How do you solve $9\left( x+9 \right)=90$ using the distributive property?

Answer 1

Hint: We use the distributive property of $a\left( b+c \right)=ab+ac$ for the given numbers $a,b,c$. We solve the equation and subtract 81 both sides. Then we divide with 9 to get the solution for the variable $x$.

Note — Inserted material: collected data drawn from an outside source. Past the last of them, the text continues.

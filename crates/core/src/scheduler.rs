//! The background parse scheduler.
//!
//! One scheduler owns the single logical "current parse" of one document.
//! It listens to the buffer's change stream, debounces bursts of edits,
//! cancels in-flight work that a newer edit superseded, runs the pipeline
//! on the blocking pool, and delivers non-superseded results to
//! subscribers in snapshot-version order.
//!
//! All mutable scheduling state (debounce deadline, in-flight parse, last
//! delivered version) lives inside one control task, so the public surface
//! never blocks and never races: `request_reparse` and the change stream
//! only enqueue wake-ups.

use std::sync::Arc;
use std::sync::Mutex;
use std::time::Duration;

use tokio::sync::mpsc;
use tokio::sync::watch;
use tokio::task::JoinHandle;
use tokio::time::Instant;
use tokio_util::sync::CancellationToken;

use crate::document::{DocumentBuffer, DocumentId, Snapshot};
use crate::pipeline::{ParseError, ParsePipeline, ParseResult, PipelineOutput};
use crate::sink::{DiagnosticsSink, DocumentNameResolver};

/// Scheduler tunables. The debounce delay trades latency for wasted work;
/// it is configuration, not a correctness property.
#[derive(Debug, Clone)]
pub struct SchedulerConfig {
    pub debounce: Duration,
}

impl Default for SchedulerConfig {
    fn default() -> Self {
        Self {
            debounce: Duration::from_millis(75),
        }
    }
}

/// Handle for removing a subscriber registered with
/// [`BackgroundParser::subscribe`].
#[derive(Debug)]
pub struct Subscription(u64);

type SubscriberFn = Box<dyn Fn(Arc<ParseResult>) + Send + Sync>;

#[derive(Default)]
struct Subscribers {
    closed: bool,
    next_id: u64,
    entries: Vec<(u64, SubscriberFn)>,
}

/// Subscriber list shared between the handle and the control task.
///
/// Delivery and the closed flag are checked under one lock: once `close`
/// returns, no delivery can start, which is what makes shutdown silence a
/// hard guarantee rather than a race.
#[derive(Default)]
struct Shared {
    subscribers: Mutex<Subscribers>,
}

impl Shared {
    fn lock(&self) -> std::sync::MutexGuard<'_, Subscribers> {
        match self.subscribers.lock() {
            Ok(guard) => guard,
            Err(poisoned) => poisoned.into_inner(),
        }
    }

    fn add(&self, callback: SubscriberFn) -> Subscription {
        let mut subs = self.lock();
        let id = subs.next_id;
        subs.next_id += 1;
        // Registering against a closed scheduler yields an inert
        // subscription rather than an error; the document is going away.
        if !subs.closed {
            subs.entries.push((id, callback));
        }
        Subscription(id)
    }

    fn remove(&self, subscription: Subscription) {
        let mut subs = self.lock();
        subs.entries.retain(|(id, _)| *id != subscription.0);
    }

    fn close(&self) {
        let mut subs = self.lock();
        subs.closed = true;
        subs.entries.clear();
    }

    fn deliver(&self, result: &Arc<ParseResult>) -> bool {
        let subs = self.lock();
        if subs.closed {
            return false;
        }
        for (_, callback) in &subs.entries {
            callback(Arc::clone(result));
        }
        true
    }
}

struct InFlight {
    version: u64,
    cancel: CancellationToken,
}

enum CompletionPayload {
    Finished {
        snapshot: Arc<Snapshot>,
        output: PipelineOutput,
        elapsed: Duration,
    },
    /// The pipeline panicked; carries the panic message.
    Faulted(String),
}

struct Completion {
    version: u64,
    payload: CompletionPayload,
}

/// Background parser for one document.
///
/// Created via [`BackgroundParser::spawn`], which also starts listening to
/// the buffer's change stream (there is no separate start step). Dropping
/// the handle without calling [`BackgroundParser::shutdown`] leaves the
/// control task running until the runtime shuts down, so owners — normally
/// the [`crate::registry::ParserRegistry`] — shut schedulers down when the
/// document closes.
pub struct BackgroundParser {
    document: DocumentId,
    shared: Arc<Shared>,
    reparse_tx: mpsc::UnboundedSender<()>,
    shutdown: CancellationToken,
    task: Mutex<Option<JoinHandle<()>>>,
}

impl BackgroundParser {
    /// Starts a scheduler for `buffer`, parsing with `pipeline`.
    ///
    /// Must be called inside a tokio runtime. The first parse happens one
    /// debounce window after the first edit or `request_reparse`.
    pub fn spawn(
        buffer: Arc<DocumentBuffer>,
        pipeline: Arc<dyn ParsePipeline>,
        resolver: Arc<dyn DocumentNameResolver>,
        sink: Arc<dyn DiagnosticsSink>,
        config: SchedulerConfig,
    ) -> Self {
        let document = buffer.id();
        let shutdown = CancellationToken::new();
        let shared = Arc::new(Shared::default());
        let (reparse_tx, reparse_rx) = mpsc::unbounded_channel();
        let (completion_tx, completion_rx) = mpsc::unbounded_channel();

        let state = ControlState {
            document,
            changes: buffer.changes(),
            buffer,
            pipeline,
            resolver,
            sink,
            shared: Arc::clone(&shared),
            config,
            reparse_rx,
            completion_tx,
            completion_rx,
            shutdown: shutdown.clone(),
            deadline: None,
            in_flight: None,
            last_delivered: 0,
            changes_closed: false,
        };
        let task = tokio::spawn(state.run());

        Self {
            document,
            shared,
            reparse_tx,
            shutdown,
            task: Mutex::new(Some(task)),
        }
    }

    pub fn document(&self) -> DocumentId {
        self.document
    }

    /// Arms (or re-arms) the debounce window. Idempotent, non-blocking,
    /// safe to call once per keystroke from any thread.
    pub fn request_reparse(&self) {
        let _ = self.reparse_tx.send(());
    }

    /// Registers a consumer of delivered parse results.
    ///
    /// Every subscriber receives every non-superseded result, in snapshot
    /// version order. Callbacks run on the scheduler's control task and
    /// should hand off promptly rather than doing heavy work inline.
    pub fn subscribe(
        &self,
        callback: impl Fn(Arc<ParseResult>) + Send + Sync + 'static,
    ) -> Subscription {
        self.shared.add(Box::new(callback))
    }

    pub fn unsubscribe(&self, subscription: Subscription) {
        self.shared.remove(subscription);
    }

    /// Stops the scheduler: cancels any in-flight parse and releases the
    /// change subscription. After this returns, no subscriber sees another
    /// result, even if a parse was mid-flight at the moment of shutdown.
    pub async fn shutdown(&self) {
        // Closing first makes delivery silence unconditional; cancelling
        // merely makes the control task exit promptly.
        self.shared.close();
        self.shutdown.cancel();
        let task = {
            let mut guard = match self.task.lock() {
                Ok(guard) => guard,
                Err(poisoned) => poisoned.into_inner(),
            };
            guard.take()
        };
        if let Some(task) = task {
            let _ = task.await;
        }
    }
}

struct ControlState {
    document: DocumentId,
    buffer: Arc<DocumentBuffer>,
    pipeline: Arc<dyn ParsePipeline>,
    resolver: Arc<dyn DocumentNameResolver>,
    sink: Arc<dyn DiagnosticsSink>,
    shared: Arc<Shared>,
    config: SchedulerConfig,
    reparse_rx: mpsc::UnboundedReceiver<()>,
    completion_tx: mpsc::UnboundedSender<Completion>,
    completion_rx: mpsc::UnboundedReceiver<Completion>,
    shutdown: CancellationToken,
    changes: watch::Receiver<u64>,
    deadline: Option<Instant>,
    in_flight: Option<InFlight>,
    last_delivered: u64,
    changes_closed: bool,
}

impl ControlState {
    async fn run(mut self) {
        tracing::debug!(document = %self.document, "background parser started");
        loop {
            let deadline = self.deadline;
            tokio::select! {
                _ = self.shutdown.cancelled() => break,
                changed = self.changes.changed(), if !self.changes_closed => {
                    match changed {
                        Ok(()) => {
                            self.changes.borrow_and_update();
                            self.arm();
                        }
                        // Buffer dropped; explicit reparse requests still work.
                        Err(_) => self.changes_closed = true,
                    }
                }
                Some(()) = self.reparse_rx.recv() => self.arm(),
                _ = tokio::time::sleep_until(deadline.unwrap_or_else(far_future)), if deadline.is_some() => {
                    self.deadline = None;
                    self.begin_parse();
                }
                Some(done) = self.completion_rx.recv() => self.finish(done),
            }
        }
        if let Some(in_flight) = self.in_flight.take() {
            in_flight.cancel.cancel();
        }
        tracing::debug!(document = %self.document, "background parser stopped");
    }

    fn arm(&mut self) {
        self.deadline = Some(Instant::now() + self.config.debounce);
    }

    /// Debounce window elapsed: capture the newest snapshot and start a
    /// parse for it, cancelling any older run still in flight.
    fn begin_parse(&mut self) {
        let snapshot = self.buffer.current();
        let version = snapshot.version();
        if version <= self.last_delivered {
            return;
        }
        if let Some(in_flight) = &self.in_flight {
            if in_flight.version >= version {
                // Already parsing this version; nothing newer to do.
                return;
            }
            tracing::debug!(
                document = %self.document,
                stale = in_flight.version,
                newest = version,
                "cancelling superseded parse"
            );
            in_flight.cancel.cancel();
        }

        let cancel = self.shutdown.child_token();
        let worker_cancel = cancel.clone();
        let pipeline = Arc::clone(&self.pipeline);
        let worker = tokio::task::spawn_blocking(move || {
            let started = std::time::Instant::now();
            let output = pipeline.parse(&snapshot, &worker_cancel);
            (snapshot, output, started.elapsed())
        });

        let completion_tx = self.completion_tx.clone();
        tokio::spawn(async move {
            let payload = match worker.await {
                Ok((snapshot, output, elapsed)) => CompletionPayload::Finished {
                    snapshot,
                    output,
                    elapsed,
                },
                Err(join_error) => CompletionPayload::Faulted(describe_join_error(join_error)),
            };
            let _ = completion_tx.send(Completion { version, payload });
        });

        self.in_flight = Some(InFlight { version, cancel });
    }

    /// A pipeline run finished. Deliver it only if it is still the current
    /// one; superseded completions are discarded silently, which keeps
    /// delivery strictly increasing in snapshot version.
    fn finish(&mut self, done: Completion) {
        let is_current = self
            .in_flight
            .as_ref()
            .is_some_and(|p| p.version == done.version);
        if !is_current {
            tracing::trace!(
                document = %self.document,
                version = done.version,
                "discarding superseded completion"
            );
            return;
        }
        self.in_flight = None;

        match done.payload {
            CompletionPayload::Finished {
                snapshot,
                output,
                elapsed,
            } => {
                if output.cancelled {
                    // Partial output from a cooperative stop; never shown.
                    return;
                }
                self.report_errors(&snapshot, &output.errors);
                let result = Arc::new(ParseResult {
                    document: self.document,
                    version: done.version,
                    tokens: output.tokens.into(),
                    tree: output.tree,
                    errors: output.errors,
                    elapsed,
                });
                self.last_delivered = done.version;
                tracing::debug!(
                    document = %self.document,
                    version = done.version,
                    errors = result.errors.len(),
                    nodes = result.tree.node_count(),
                    elapsed_ms = elapsed.as_millis() as u64,
                    "parse complete"
                );
                self.shared.deliver(&result);
            }
            CompletionPayload::Faulted(message) => {
                // A grammar bug must not wedge the document: log it and let
                // the next reparse retry cleanly.
                let name = self.resolver.display_name_or_unknown(self.document);
                tracing::error!(document = %self.document, "pipeline fault: {message}");
                self.sink.write_line(
                    self.document,
                    &format!("{name}: background parse failed: {message}"),
                );
            }
        }
    }

    /// Mirrors each recovered syntax error to the diagnostics sink as
    /// `name(line:col): message`, truncating very long messages.
    fn report_errors(&self, snapshot: &Snapshot, errors: &[ParseError]) {
        if errors.is_empty() {
            return;
        }
        let name = self.resolver.display_name_or_unknown(self.document);
        for error in errors {
            let (line, col) = snapshot.line_col(error.span.start);
            let message = truncate_message(&error.message, 100);
            self.sink
                .write_line(self.document, &format!("{name}({line}:{col}): {message}"));
        }
    }
}

fn far_future() -> Instant {
    Instant::now() + Duration::from_secs(86_400)
}

fn truncate_message(message: &str, max: usize) -> String {
    if message.len() <= max {
        return message.to_string();
    }
    let mut cut = max;
    while !message.is_char_boundary(cut) {
        cut -= 1;
    }
    format!("{} ...", &message[..cut])
}

fn describe_join_error(join_error: tokio::task::JoinError) -> String {
    if join_error.is_panic() {
        match join_error.into_panic().downcast::<String>() {
            Ok(message) => *message,
            Err(payload) => match payload.downcast::<&'static str>() {
                Ok(message) => (*message).to_string(),
                Err(_) => "pipeline panicked".to_string(),
            },
        }
    } else {
        "pipeline task cancelled by runtime".to_string()
    }
}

Complete step by step answer:
The given equation $9\left( x+9 \right)=90$ is a linear equation of $x$.
We need to solve it using the concept of distributive property.
The distributive property deals with the multiplication of a constant with the summation of two numbers.
Let’s assume the three given numbers are $a,b,c$.
Then the property tells us that $a\left( b+c \right)=ab+ac$.
We apply the property for the left-hand side of the equation $9\left( x+9 \right)=90$.
We get the variables as $a=9,b=x,c=9$.
We put the values in the equation of $a\left( b+c \right)=ab+ac$.
Putting the values, we get
$9\left( x+9 \right)=9x+81$.
Now the reformed equation becomes $9x+81=90$.
We need to solve the equation by subtracting 81
$\begin{align}
  & 9x+81-81=90-81 \\
 & \Rightarrow 9x=9 \\
\end{align}$
We now divide both sides with 9 and get $\dfrac{9x}{9}=\dfrac{9}{9}$.
Simplified form is achieved when the G.C.D of the denominator and the numerator is 1.
For our given fraction \[\dfrac{9}{9}\], the G.C.D of the denominator and the numerator is 9.
Now we divide both the denominator and the numerator with 9 and get $\dfrac{{}^{9}/{}_{9}}{{}^{9}/{}_{9}}=1$.
Therefore, the solution of $9\left( x+9 \right)=90$ is $x=1$.

Note:
We also could have formed a factorisation of the equation \[9x=9\]. We take the constant 9 common out of the reformed equation \[9x-9=0\].
Therefore, \[9x-9=9\left( x-1 \right)=0\].
The multiplication of two terms gives 0 where one of the terms is positive and non-zero. This gives that the other term has to be zero.
So, $\left( x-1 \right)=0$ which gives $x=1$ as the solution.